Gepäck kostet extra, Getränke sowieso, eine Umbuchung wird richtig teuer: Bei Billigfliegern wie Easyjet nehmen Passagiere einiges in Kauf. Wenn aber die Gesellschaft wegen Streiks Flüge streicht, steht auch dem Billigkunden gegebenenfalls eine Entschädigung zu. Doch der Weg dahin ist lang und steinig.

Von Dieter Nürnberger | 23.07.2010
    "Ich stand da mit meinen zwei Kindern am Schalter und es wird mir erst einmal gesagt, dass der Flug gestrichen sei. Das passiere oft, ergänzte noch der Mitarbeiter, was mich überrascht hat. Dann wurde noch gesagt, dass ja gegenüber ein Hotel sei, da könne man hin. Der nächste Flug, wo Plätze für mich zur Verfügung stünden, sei am Samstag."

    Ruth Gomez und ihren beiden Kindern ging es so wie Hunderten in den vergangenen Tagen und Wochen. Gebucht wurde eine Verbindung bei der britischen Fluggesellschaft Easyjet - von Berlin Schönefeld sollte es nach Barcelona gehen. Der Flug fiel aus, der angebotene neue Flug sollte vier Tage später stattfinden. Ruth Gomez war enttäuscht und entsetzt und sie wollte das Ganze nicht einfach so hinnehmen.

    In der Verbraucherzentrale Berlin gehört der Ärger mit Fluggesellschaften längst zum Alltag. Eva Klaar kennt die Klagen der enttäuschten Passagiere zuhauf:

    "Es ist so, dass sich in der Tat viele Verbraucher an uns wenden, die Probleme mit Easyjet haben.
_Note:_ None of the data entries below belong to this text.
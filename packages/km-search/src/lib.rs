//! Multi-node search over embedded SQLite indexes.
//!
//! A [`SearchService`] owns one [`Node`] per configured node. Each node pairs a content store
//! with any number of search indexes; searches fan out to every selected index, merge the hits
//! into one ranked list and render snippets for the requested page.

pub mod index;
pub mod node;
pub mod records;
pub mod search;

mod error;

pub use error::{Error, Result};
pub use index::{FtsSearchIndex, VectorSearchIndex};
pub use node::{Node, NodeIndex};
pub use search::{
	NodeTiming, QueryValidationResult, SearchMetadata, SearchRequest, SearchResponse, SearchResult,
};

use std::{collections::BTreeMap, sync::Arc};

use km_config::{Config, EmbeddingsConfig};
use km_domain::Record;
use km_providers::{BoxFuture, EmbeddingGenerator};
use km_storage::EmbeddingCache;

/// Builds the embedding generator for a vector index.
pub type GeneratorFactory = Arc<
	dyn Fn(&EmbeddingsConfig, u32) -> km_providers::Result<Arc<dyn EmbeddingGenerator>>
		+ Send
		+ Sync,
>;

#[derive(Clone, Copy, Debug, PartialEq, Eq)]
pub enum IndexKind {
	FullText,
	Vector,
}
impl IndexKind {
	pub fn as_str(self) -> &'static str {
		match self {
			Self::FullText => "fullText",
			Self::Vector => "vector",
		}
	}
}

#[derive(Clone, Debug)]
pub struct IndexQuery {
	/// Free text for embedding-based indexes. Empty for filter-only queries.
	pub text: String,
	/// FTS5 `MATCH` expression. `None` lists records without scoring.
	pub fts_expression: Option<String>,
	pub limit: usize,
}

#[derive(Clone, Debug, PartialEq)]
pub struct IndexMatch {
	pub record_id: String,
	/// Index-local relevance in `[0, 1]`.
	pub relevance: f32,
	pub matched_terms: Vec<String>,
}

pub trait SearchIndex
where
	Self: Send + Sync,
{
	fn id(&self) -> &str;

	fn kind(&self) -> IndexKind;

	fn search<'a>(&'a self, query: &'a IndexQuery) -> BoxFuture<'a, Result<Vec<IndexMatch>>>;

	fn index<'a>(&'a self, record: &'a Record) -> BoxFuture<'a, Result<()>>;

	fn remove<'a>(&'a self, record_id: &'a str) -> BoxFuture<'a, Result<()>>;

	/// Makes pending writes visible to readers.
	fn flush(&self) -> BoxFuture<'_, Result<()>>;

	fn close(&self) -> BoxFuture<'_, ()>;
}

pub struct SearchService {
	pub cfg: Config,
	nodes: BTreeMap<String, Arc<Node>>,
	cache: Option<Arc<EmbeddingCache>>,
}
impl SearchService {
	pub fn new(cfg: Config, nodes: Vec<Node>) -> Self {
		let nodes = nodes.into_iter().map(|node| (node.id().to_string(), Arc::new(node))).collect();

		Self { cfg, nodes, cache: None }
	}

	/// Builds every configured node with HTTP embedding providers.
	pub fn from_config(cfg: Config) -> Self {
		let generators: GeneratorFactory = Arc::new(km_providers::from_config);

		Self::with_generators(cfg, generators)
	}

	/// Like [`SearchService::from_config`], with a caller-supplied embedding factory.
	///
	/// Nodes whose stores or providers cannot be built are kept and report the failure when
	/// searched, so one broken node never takes the service down.
	pub fn with_generators(cfg: Config, generators: GeneratorFactory) -> Self {
		let cache = cfg.embeddings_cache.as_ref().and_then(EmbeddingCache::from_config).map(Arc::new);
		let nodes = cfg
			.nodes
			.iter()
			.map(|(key, node_cfg)| {
				let node = Node::from_config(key, node_cfg, &generators, cache.as_ref());

				(node.id().to_string(), Arc::new(node))
			})
			.collect();

		tracing::info!(
			nodes = cfg.nodes.len(),
			embeddings_cache = cache.is_some(),
			"Search service initialized."
		);

		Self { cfg, nodes, cache }
	}

	pub fn node(&self, id: &str) -> Result<&Arc<Node>> {
		self.nodes.get(id).ok_or_else(|| Error::NodeNotFound { node: id.to_string() })
	}

	pub fn node_ids(&self) -> Vec<&str> {
		self.nodes.keys().map(String::as_str).collect()
	}

	pub fn nodes(&self) -> impl Iterator<Item = &Arc<Node>> {
		self.nodes.values()
	}

	/// Checkpoints and closes every store. Later operations fail with a disposed error.
	pub async fn close(&self) {
		for node in self.nodes.values() {
			node.close().await;
		}

		if let Some(cache) = &self.cache {
			cache.close().await;
		}
	}
}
Da geht es auch darum, dass Passagiere keine Antworten erhalten und auch ziemlich hingehalten werden."

    Flugstreichungen kommen allerdings bei jeder Fluggesellschaft vor, doch über Easyjet häufen sich derzeit die Beschwerden. Und viele der gestrandeten Passagiere wollen ihre Rechte ausschöpfen. Und besonders wollen sie geklärt wissen, ob sie nicht auch auf die in den Fluggastrechten verankerten Ausgleichszahlungen Anspruch haben. Und genau hier fangen die Probleme an - denn Easyjet beruft sich auf Streikmaßnahmen vor allem in Frankreich. Diese hätten letztlich die Flugausfälle bedingt. Kritiker und auch einige Passagiere haben jedoch den Eindruck, dass die Probleme hausgemacht seien. Dass interne Abläufe und nicht genügend Personal der wahre Grund für die Flugausfälle sein könnten. Oliver Aust ist Sprecher von Easyjet - er weist dies zurück:

    "Ich glaube nicht, dass dies fair ist. So waren zwei Drittel der von uns abgewickelten Flüge von den Streiks betroffen. Es ist fast unmöglich, dies dann komplett aufzufangen. Wir müssen besser werden, wir müssen dran arbeiten, da jeden Passagier zufriedenzustellen. Das ist doch gar keine Frage. Es ist aber leider auch so, dass letztendlich die Passagiere stets nur die Fluggesellschaft als Schuldigen ansehen. Auch, wenn die Fehler manchmal woanders liegen. Das ist so, damit müssen wir leben."

    Einfach ausgedrückt: Gab es einen Streik, dann hat der Passagier keinen Anspruch auf eine Entschädigungsleistung. Geht der Flugausfall jedoch beispielsweise auf schlampige Wartung des Flugzeugs zurück, dann hätte er diesen Anspruch. Das Problem dabei, der Fluggast muss es beweisen können. Deshalb sollte er schon direkt am Flughafen Informationen einholen, rät Eva Klaar von der Berliner Verbraucherzentrale:

    "Dazu gehört, dass man sich erkundigt, woran es lag, dass ein Flug annulliert worden ist. Natürlich sollte man hier dann auch versuchen, sich das alles schriftlich geben zu lassen."

    Verstöße gegen Rechte der Fluggäste nimmt in Deutschland das Luftfahrt-Bundesamt entgegen. Cornelia Cramer ist die Sprecherin der Behörde, man könne überprüfen, ob beispielsweise mangelnde interne Abläufe der Grund für Ausfälle seien. Sie nennt Beispiele:

    "Grundsätzlich gibt es vorgeschriebene Flugdienst- und Ruhezeiten für das Cockpit und das Kabinenpersonal. Die sind entsprechend einzuhalten. Der Luftfahrtunternehmer hat über die Flugdienst- und Ruhezeiten seiner Crews auch entsprechende Aufzeichnungen zu führen. Diese Aufzeichnungen muss er bei Bedarf und auf Nachfrage der zuständigen Aufsichts- und Genehmigungsbehörde zur Verfügung stellen. In Deutschland beispielsweise dem Luftfahrtbundesamt."

    Beschweren können die Passagiere beim Luftfahrtbundesamt, ihre Rechte hingegen müssen sie eigenständig durchsetzen. Verbraucherschützer wissen, dass die Argumente der Fluggesellschaften, warum ein Flug ausgefallen ist, nicht immer stichhaltig sind. Und auch Cornelia Cramer kann dies zumindest in Einzelfällen bestätigen:

    "Es gibt immer natürlich auch derartige Fälle, wo eben tatsächlich das Luftfahrtunternehmen sich nicht entlasten konnte."

    Ruth Gomez blieb hartnäckig, sie pochte in ihrem Easyjet-Fall auf eine Ausgleichszahlung, sie drohte sogar mit der Öffentlichkeit. Und siehe da, es hat geklappt. Die 36-jährige Berlinerin und ihre zwei Kinder bekommen nun eine Entschädigung von 1200 Euro. Diese Leistung ist im EU-Recht verankert und jeweils abhängig von der Flugentfernung:

    "Wir waren schon ein wenig penetrant und auch aggressiv. Wenn man nicht so hartnäckig ist, dann geht das wohl verloren."